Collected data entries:
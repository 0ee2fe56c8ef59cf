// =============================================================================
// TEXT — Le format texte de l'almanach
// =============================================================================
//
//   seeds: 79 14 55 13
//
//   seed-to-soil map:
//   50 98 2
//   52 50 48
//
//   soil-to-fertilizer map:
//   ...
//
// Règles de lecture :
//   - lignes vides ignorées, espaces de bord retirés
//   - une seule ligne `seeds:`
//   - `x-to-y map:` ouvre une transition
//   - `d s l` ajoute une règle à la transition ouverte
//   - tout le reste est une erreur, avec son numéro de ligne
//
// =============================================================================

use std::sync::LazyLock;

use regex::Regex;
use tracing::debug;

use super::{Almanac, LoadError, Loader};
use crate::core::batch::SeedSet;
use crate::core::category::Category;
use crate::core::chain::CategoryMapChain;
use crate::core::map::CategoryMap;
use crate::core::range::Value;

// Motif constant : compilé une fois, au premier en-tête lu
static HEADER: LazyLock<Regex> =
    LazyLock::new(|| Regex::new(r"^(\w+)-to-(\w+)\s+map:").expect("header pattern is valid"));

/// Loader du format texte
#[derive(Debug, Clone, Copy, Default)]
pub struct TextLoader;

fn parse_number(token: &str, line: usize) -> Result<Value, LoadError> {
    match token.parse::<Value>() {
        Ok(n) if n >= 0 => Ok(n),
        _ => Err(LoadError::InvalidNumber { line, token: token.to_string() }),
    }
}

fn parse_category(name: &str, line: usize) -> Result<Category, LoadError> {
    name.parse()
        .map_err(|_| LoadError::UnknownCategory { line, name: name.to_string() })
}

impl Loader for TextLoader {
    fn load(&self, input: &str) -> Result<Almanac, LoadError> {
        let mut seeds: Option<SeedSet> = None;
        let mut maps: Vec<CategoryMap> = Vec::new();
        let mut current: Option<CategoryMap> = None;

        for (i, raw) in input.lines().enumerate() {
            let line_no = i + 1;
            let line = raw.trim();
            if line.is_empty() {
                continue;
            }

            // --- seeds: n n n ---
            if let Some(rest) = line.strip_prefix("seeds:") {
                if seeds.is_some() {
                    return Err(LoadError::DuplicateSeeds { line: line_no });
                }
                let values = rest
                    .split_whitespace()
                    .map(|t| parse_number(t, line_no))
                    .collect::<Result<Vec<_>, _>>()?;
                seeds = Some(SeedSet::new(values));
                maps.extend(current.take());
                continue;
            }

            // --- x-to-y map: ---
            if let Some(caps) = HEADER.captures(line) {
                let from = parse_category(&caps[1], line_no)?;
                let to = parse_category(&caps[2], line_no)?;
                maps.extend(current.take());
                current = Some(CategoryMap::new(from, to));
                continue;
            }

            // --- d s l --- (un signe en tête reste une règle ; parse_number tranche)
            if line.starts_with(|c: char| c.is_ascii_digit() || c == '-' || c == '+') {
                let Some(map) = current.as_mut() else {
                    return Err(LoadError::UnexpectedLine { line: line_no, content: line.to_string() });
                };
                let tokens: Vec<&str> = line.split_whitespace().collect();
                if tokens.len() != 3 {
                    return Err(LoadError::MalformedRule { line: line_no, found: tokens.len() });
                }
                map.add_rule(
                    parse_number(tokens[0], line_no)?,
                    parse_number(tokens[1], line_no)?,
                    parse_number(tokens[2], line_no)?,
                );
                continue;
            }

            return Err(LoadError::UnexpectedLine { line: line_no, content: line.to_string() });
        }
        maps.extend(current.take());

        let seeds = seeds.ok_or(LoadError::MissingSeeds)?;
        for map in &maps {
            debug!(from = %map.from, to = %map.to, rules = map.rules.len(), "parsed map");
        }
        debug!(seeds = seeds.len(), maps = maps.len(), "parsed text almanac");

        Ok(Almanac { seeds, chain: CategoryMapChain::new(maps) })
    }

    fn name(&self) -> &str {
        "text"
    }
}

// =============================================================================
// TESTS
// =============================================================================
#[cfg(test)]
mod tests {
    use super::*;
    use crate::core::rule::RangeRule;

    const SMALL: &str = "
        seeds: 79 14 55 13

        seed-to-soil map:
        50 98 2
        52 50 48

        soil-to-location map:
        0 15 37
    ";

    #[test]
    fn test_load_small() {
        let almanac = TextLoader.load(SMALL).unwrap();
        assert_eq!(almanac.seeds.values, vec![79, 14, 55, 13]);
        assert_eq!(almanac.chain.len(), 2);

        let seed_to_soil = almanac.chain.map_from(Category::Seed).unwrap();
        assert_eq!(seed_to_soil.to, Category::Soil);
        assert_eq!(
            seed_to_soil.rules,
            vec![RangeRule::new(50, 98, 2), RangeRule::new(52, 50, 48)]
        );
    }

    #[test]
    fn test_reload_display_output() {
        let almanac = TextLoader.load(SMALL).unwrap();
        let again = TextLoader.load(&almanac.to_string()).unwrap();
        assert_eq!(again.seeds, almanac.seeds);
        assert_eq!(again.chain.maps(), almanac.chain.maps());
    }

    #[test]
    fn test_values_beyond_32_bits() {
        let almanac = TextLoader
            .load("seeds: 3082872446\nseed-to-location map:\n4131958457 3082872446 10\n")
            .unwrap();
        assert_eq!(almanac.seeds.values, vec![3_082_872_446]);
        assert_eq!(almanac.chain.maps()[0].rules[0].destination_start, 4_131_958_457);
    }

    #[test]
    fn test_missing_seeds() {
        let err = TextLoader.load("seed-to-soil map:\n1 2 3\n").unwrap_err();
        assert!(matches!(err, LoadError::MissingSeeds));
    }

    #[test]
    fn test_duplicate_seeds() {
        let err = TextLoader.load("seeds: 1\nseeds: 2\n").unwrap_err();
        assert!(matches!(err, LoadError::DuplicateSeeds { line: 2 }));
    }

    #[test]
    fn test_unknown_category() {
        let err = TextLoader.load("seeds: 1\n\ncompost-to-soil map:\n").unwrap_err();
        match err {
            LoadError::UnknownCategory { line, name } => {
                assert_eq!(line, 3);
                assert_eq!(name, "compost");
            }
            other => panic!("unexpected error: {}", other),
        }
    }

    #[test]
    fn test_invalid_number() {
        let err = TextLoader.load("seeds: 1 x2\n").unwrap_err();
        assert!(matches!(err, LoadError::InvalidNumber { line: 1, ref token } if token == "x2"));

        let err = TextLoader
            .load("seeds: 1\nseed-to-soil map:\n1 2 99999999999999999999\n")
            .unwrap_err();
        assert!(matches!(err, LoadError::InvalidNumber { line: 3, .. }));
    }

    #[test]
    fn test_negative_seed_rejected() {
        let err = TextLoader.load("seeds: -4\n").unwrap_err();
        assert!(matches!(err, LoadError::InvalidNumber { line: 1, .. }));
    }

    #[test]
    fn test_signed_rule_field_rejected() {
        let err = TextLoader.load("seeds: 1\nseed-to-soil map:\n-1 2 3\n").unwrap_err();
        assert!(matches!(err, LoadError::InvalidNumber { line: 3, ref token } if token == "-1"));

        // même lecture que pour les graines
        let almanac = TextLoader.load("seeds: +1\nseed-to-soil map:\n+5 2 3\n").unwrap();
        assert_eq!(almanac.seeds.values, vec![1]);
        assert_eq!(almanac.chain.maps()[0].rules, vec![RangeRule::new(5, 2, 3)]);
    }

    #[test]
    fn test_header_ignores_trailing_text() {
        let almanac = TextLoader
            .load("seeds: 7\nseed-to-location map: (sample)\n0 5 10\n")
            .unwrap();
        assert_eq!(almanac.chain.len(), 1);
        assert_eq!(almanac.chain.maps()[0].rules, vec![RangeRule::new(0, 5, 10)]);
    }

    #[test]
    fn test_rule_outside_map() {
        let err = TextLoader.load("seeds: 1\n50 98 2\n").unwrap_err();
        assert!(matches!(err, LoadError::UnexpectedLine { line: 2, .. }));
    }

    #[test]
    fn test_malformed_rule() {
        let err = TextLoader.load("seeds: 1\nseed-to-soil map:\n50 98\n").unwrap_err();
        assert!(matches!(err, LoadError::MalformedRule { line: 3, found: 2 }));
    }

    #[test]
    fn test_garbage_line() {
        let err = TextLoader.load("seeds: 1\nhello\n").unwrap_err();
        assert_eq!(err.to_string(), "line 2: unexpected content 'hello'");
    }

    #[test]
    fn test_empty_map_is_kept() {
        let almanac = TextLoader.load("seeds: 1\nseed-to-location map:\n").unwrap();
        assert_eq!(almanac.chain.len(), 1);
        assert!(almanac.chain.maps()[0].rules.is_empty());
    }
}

### THE PROBLEM
Starting at the first line of the entries above, please extract each line up to and including the line with "de bord retirés", unchanged, and add nothing.

### TASK SOLUTION
repository 0ee2fe56c8ef59cf
// =============================================================================
// TEXT — Le format texte de l'almanach
// =============================================================================
//
//   seeds: 79 14 55 13
//
//   seed-to-soil map:
//   50 98 2
//   52 50 48
//
//   soil-to-fertilizer map:
//   ...
//
// Règles de lecture :
//   - lignes vides ignorées, espaces de bord retirés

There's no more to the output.